*Work order*: The expected output is every entry, repeated word for word.
── Task inputs ──
#[derive_impl(frame_system::config_preludes::TestDefaultConfig)]
impl frame_system::Config for Test {
  type Block = Block;
  type AccountId = u64;
  type Lookup = IdentityLookup<Self::AccountId>;
  type Hash = H256;
  type Hashing = BlakeTwo256;
  type AccountData = polkadot_sdk::pallet_balances::AccountData<u128>;
}

impl polkadot_sdk::pallet_balances::Config for Test {
  type MaxLocks = ();
  type MaxReserves = ();
  type ReserveIdentifier = [u8; 8];
  type Balance = u128;
  type DustRemoval = ();
  type RuntimeEvent = RuntimeEvent;
  type ExistentialDeposit = ConstU128<1>;
  type AccountStore = System;
  type WeightInfo = ();
  type FreezeIdentifier = ();
  type MaxFreezes = ();
  type RuntimeHoldReason = ();
  type RuntimeFreezeReason = ();
  type DoneSlashHandler = ();
}

impl polkadot_sdk::pallet_assets::Config for Test {
  type RuntimeEvent = RuntimeEvent;
  type Balance = u128;
  type AssetId = u32;
  type AssetIdParameter = u32;
  type Currency = Balances;
  type CreateOrigin = polkadot_sdk::frame_support::traits::AsEnsureOriginWithArg<
    frame_system::EnsureSigned<Self::AccountId>,
  >;
  type ForceOrigin = EnsureRoot<Self::AccountId>;
  type AssetDeposit = ConstU128<1>;
  type AssetAccountDeposit = ConstU128<1>;
  type MetadataDepositBase = ConstU128<1>;
  type MetadataDepositPerByte = ConstU128<1>;
  type ApprovalDeposit = ConstU128<1>;
  type StringLimit = ConstU32<50>;
  type Freezer = ();
  type Extra = ();
  type ReserveData = ();
  type CallbackHandle = ();
  type WeightInfo = ();
  type RemoveItemsLimit = ConstU32<5>;
  type Holder = ();
  #[cfg(feature = "runtime-benchmarks")]
  type BenchmarkHelper = AssetBenchmarkHelper;
}

#[cfg(feature = "runtime-benchmarks")]
pub struct AssetBenchmarkHelper;

#[cfg(feature = "runtime-benchmarks")]
impl polkadot_sdk::pallet_assets::BenchmarkHelper<u32, ()> for AssetBenchmarkHelper {
  fn create_asset_id_parameter(id: u32) -> u32 {
    id
  }
  fn create_reserve_id_parameter(_id: u32) -> () {
    ()
  }
}

pub struct ShareAssetOf;
impl Convert<BackendId, u32> for ShareAssetOf {
  fn convert(backend: BackendId) -> u32 {
    SHARE_ASSET_BASE + backend
  }
}

pub struct VaultAccountOf;
impl Convert<BackendId, u64> for VaultAccountOf {
  fn convert(backend: BackendId) -> u64 {
    VAULT_ACCOUNT_BASE + u64::from(backend)
  }
}

pub fn share_asset(backend: BackendId) -> u32 {
  ShareAssetOf::convert(backend)
}

pub fn vault_account(backend: BackendId) -> u64 {
  VaultAccountOf::convert(backend)
}

parameter_types! {
  pub const StableAssetId: u32 = STABLE;
  pub const VaultRouterPalletId: PalletId = PalletId(*VAULT_ROUTER_PALLET_ID);
  pub const MaxBackends: u32 = 8;
  pub const HealthProbeAmount: u128 = HEALTH_PROBE_AMOUNT;
  pub const AttemptWeight: Weight = Weight::from_parts(10_000_000, 0);
  pub const CompletionReserve: Weight = Weight::from_parts(5_000_000, 0);
  // Two shares per stable unit
  pub const VaultRate: (u128, u128) = (2, 1);
  // Index of 1.01 stable units per share
  pub const LendingRate: (u128, u128) = (100, 101);
}

ord_parameter_types! {
  pub const Upstream: u64 = UPSTREAM;
  pub const Exchanger: u64 = EXCHANGER;
}

/// Share token minted at a fixed `shares : assets` rate, rounding down both ways.
pub struct RatedConverter<Rate>(PhantomData<Rate>);

impl<Rate: Get<(u128, u128)>> RatedConverter<Rate> {
  fn to_shares(assets: u128) -> u128 {
    let (shares, per_assets) = Rate::get();
    assets * shares / per_assets
  }

  fn to_assets(shares: u128) -> u128 {
    let (per_shares, assets) = Rate::get();
    shares * assets / per_shares
  }
}

impl<Rate: Get<(u128, u128)>> ConverterFamily<u64> for RatedConverter<Rate> {
  fn backend_identifier(instance: u32) -> Option<BackendId> {
    (instance != 0).then_some(instance)
  }

  fn preview_deposit(instance: u32, assets: u128) -> Result<(BackendId, u128), DispatchError> {
    Ok((instance, Self::to_shares(assets)))
  }

  fn deposit(
    instance: u32,
    from: &u64,
    beneficiary: &u64,
    assets: u128,
  ) -> Result<(BackendId, u128), DispatchError> {
    let shares = Self::to_shares(assets);
    <Assets as FungiblesMutate<u64>>::transfer(
      STABLE,
      from,
      &vault_account(instance),
      assets,
      Preservation::Expendable,
    )?;
    <Assets as FungiblesMutate<u64>>::mint_into(share_asset(instance), beneficiary, shares)?;
    Ok((instance, shares))
  }

  fn preview_withdraw(_instance: u32, shares: u128) -> Result<u128, DispatchError> {
    Ok(Self::to_assets(shares))
  }

  fn withdraw(instance: u32, who: &u64, shares: u128) -> Result<u128, DispatchError> {
    let assets = Self::to_assets(shares);
    <Assets as FungiblesMutate<u64>>::burn_from(
      share_asset(instance),
      who,
      shares,
      Preservation::Expendable,
      Precision::Exact,
      Fortitude::Polite,
    )?;
    <Assets as FungiblesMutate<u64>>::transfer(
      STABLE,
      &vault_account(instance),
      who,
      assets,
      Preservation::Expendable,
    )?;
    Ok(assets)
  }

  fn balance_of(instance: u32, who: &u64) -> u128 {
    <Assets as Inspect<u64>>::balance(share_asset(instance), who)
  }
}

/// Wraps a converter family with the injected faults.
pub struct Faulty<Inner>(PhantomData<Inner>);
───
*Answer below*:
#[derive_impl(frame_system::config_preludes::TestDefaultConfig)]
impl frame_system::Config for Test {
  type Block = Block;
  type AccountId = u64;
  type Lookup = IdentityLookup<Self::AccountId>;
  type Hash = H256;
  type Hashing = BlakeTwo256;
  type AccountData = polkadot_sdk::pallet_balances::AccountData<u128>;
}

impl polkadot_sdk::pallet_balances::Config for Test {
  type MaxLocks = ();
  type MaxReserves = ();
  type ReserveIdentifier = [u8; 8];
  type Balance = u128;
  type DustRemoval = ();
  type RuntimeEvent = RuntimeEvent;
  type ExistentialDeposit = ConstU128<1>;
  type AccountStore = System;
  type WeightInfo = ();
  type FreezeIdentifier = ();
  type MaxFreezes = ();
  type RuntimeHoldReason = ();
  type RuntimeFreezeReason = ();
  type DoneSlashHandler = ();
}

impl polkadot_sdk::pallet_assets::Config for Test {
  type RuntimeEvent = RuntimeEvent;
  type Balance = u128;
  type AssetId = u32;
  type AssetIdParameter = u32;
  type Currency = Balances;
  type CreateOrigin = polkadot_sdk::frame_support::traits::AsEnsureOriginWithArg<
    frame_system::EnsureSigned<Self::AccountId>,
  >;
  type ForceOrigin = EnsureRoot<Self::AccountId>;
  type AssetDeposit = ConstU128<1>;
  type AssetAccountDeposit = ConstU128<1>;
  type MetadataDepositBase = ConstU128<1>;
  type MetadataDepositPerByte = ConstU128<1>;
  type ApprovalDeposit = ConstU128<1>;
  type StringLimit = ConstU32<50>;
  type Freezer = ();
  type Extra = ();
  type ReserveData = ();
  type CallbackHandle = ();
  type WeightInfo = ();
  type RemoveItemsLimit = ConstU32<5>;
  type Holder = ();
  #[cfg(feature = "runtime-benchmarks")]
  type BenchmarkHelper = AssetBenchmarkHelper;
}

#[cfg(feature = "runtime-benchmarks")]
pub struct AssetBenchmarkHelper;

#[cfg(feature = "runtime-benchmarks")]
impl polkadot_sdk::pallet_assets::BenchmarkHelper<u32, ()> for AssetBenchmarkHelper {
  fn create_asset_id_parameter(id: u32) -> u32 {
    id
  }
  fn create_reserve_id_parameter(_id: u32) -> () {
    ()
  }
}

pub struct ShareAssetOf;
impl Convert<BackendId, u32> for ShareAssetOf {
  fn convert(backend: BackendId) -> u32 {
    SHARE_ASSET_BASE + backend
  }
}

pub struct VaultAccountOf;
impl Convert<BackendId, u64> for VaultAccountOf {
  fn convert(backend: BackendId) -> u64 {
    VAULT_ACCOUNT_BASE + u64::from(backend)
  }
}

pub fn share_asset(backend: BackendId) -> u32 {
  ShareAssetOf::convert(backend)
}

pub fn vault_account(backend: BackendId) -> u64 {
  VaultAccountOf::convert(backend)
}

parameter_types! {
  pub const StableAssetId: u32 = STABLE;
  pub const VaultRouterPalletId: PalletId = PalletId(*VAULT_ROUTER_PALLET_ID);
  pub const MaxBackends: u32 = 8;
  pub const HealthProbeAmount: u128 = HEALTH_PROBE_AMOUNT;
  pub const AttemptWeight: Weight = Weight::from_parts(10_000_000, 0);
  pub const CompletionReserve: Weight = Weight::from_parts(5_000_000, 0);
  // Two shares per stable unit
  pub const VaultRate: (u128, u128) = (2, 1);
  // Index of 1.01 stable units per share
  pub const LendingRate: (u128, u128) = (100, 101);
}

ord_parameter_types! {
  pub const Upstream: u64 = UPSTREAM;
  pub const Exchanger: u64 = EXCHANGER;
}

/// Share token minted at a fixed `shares : assets` rate, rounding down both ways.
pub struct RatedConverter<Rate>(PhantomData<Rate>);

impl<Rate: Get<(u128, u128)>> RatedConverter<Rate> {
  fn to_shares(assets: u128) -> u128 {
    let (shares, per_assets) = Rate::get();
    assets * shares / per_assets
  }

  fn to_assets(shares: u128) -> u128 {
    let (per_shares, assets) = Rate::get();
    shares * assets / per_shares
  }
}

impl<Rate: Get<(u128, u128)>> ConverterFamily<u64> for RatedConverter<Rate> {
  fn backend_identifier(instance: u32) -> Option<BackendId> {
    (instance != 0).then_some(instance)
  }

  fn preview_deposit(instance: u32, assets: u128) -> Result<(BackendId, u128), DispatchError> {
    Ok((instance, Self::to_shares(assets)))
  }

  fn deposit(
    instance: u32,
    from: &u64,
    beneficiary: &u64,
    assets: u128,
  ) -> Result<(BackendId, u128), DispatchError> {
    let shares = Self::to_shares(assets);
    <Assets as FungiblesMutate<u64>>::transfer(
      STABLE,
      from,
      &vault_account(instance),
      assets,
      Preservation::Expendable,
    )?;
    <Assets as FungiblesMutate<u64>>::mint_into(share_asset(instance), beneficiary, shares)?;
    Ok((instance, shares))
  }

  fn preview_withdraw(_instance: u32, shares: u128) -> Result<u128, DispatchError> {
    Ok(Self::to_assets(shares))
  }

  fn withdraw(instance: u32, who: &u64, shares: u128) -> Result<u128, DispatchError> {
    let assets = Self::to_assets(shares);
    <Assets as FungiblesMutate<u64>>::burn_from(
      share_asset(instance),
      who,
      shares,
      Preservation::Expendable,
      Precision::Exact,
      Fortitude::Polite,
    )?;
    <Assets as FungiblesMutate<u64>>::transfer(
      STABLE,
      &vault_account(instance),
      who,
      assets,
      Preservation::Expendable,
    )?;
    Ok(assets)
  }

  fn balance_of(instance: u32, who: &u64) -> u128 {
    <Assets as Inspect<u64>>::balance(share_asset(instance), who)
  }
}

/// Wraps a converter family with the injected faults.
pub struct Faulty<Inner>(PhantomData<Inner>);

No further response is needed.